DP10829 How to construct nationally representative firm level data from the ORBIS global database
|Author(s):||Sebnem Kalemli-Ozcan, Bent E Sørensen, Carolina Villegas-Sanchez, Vadym Volosovych, Sevcan Yesiltas|
|Publication Date:||September 2015|
|Keyword(s):||Europe, FDI, finance, firms, productivity|
|JEL(s):||D0, E0, F0, O0|
|Programme Areas:||Financial Economics, International Trade and Regional Economics, International Macroeconomics and Finance, Macroeconomics and Growth|
|Link to this Page:||cepr.org/active/publications/discussion_papers/dp.php?dpno=10829|
Firm-level data on productivity, financial activity and firms' international linkages have become essential for research in the fields of macro, international finance and growth.

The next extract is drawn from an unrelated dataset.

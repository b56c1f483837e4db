pub mod generate;
pub mod health;
pub mod password;
pub mod tasks;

This paper describes the development of a firm-level global panel dataset for public and private companies based on the administrative microdataset ORBIS, provided commercially by Bureau van Dijk Electronic Publishing (BvD). The ORBIS database provides data on firms' financial and productive activities from balance sheets and income statements together with detailed information on firms' domestic and international ownership structure for over 130 million companies across the world. Researchers need to overcome several challenges before making the database usable for research. First, the database is not designed for large downloads that is essential for an econometric analysis. Second, there are several inherent biases in the database that affect the download process and lead to missing information. Third, the raw data may contain a number of irregularities which, if not dealt with, will result in data loss during a standard cleaning procedure. In combination, these issues cause minimal coverage of small firms, extensive missing data, and poor national representation. We give detailed instructions on the data gathering process from ORBIS in terms of downloading methodology and cleaning procedure so that a researcher can construct a database that is nationally representative with minimal missing information. We provide examples from several European countries to present the process and discuss the resulting dataset in detail.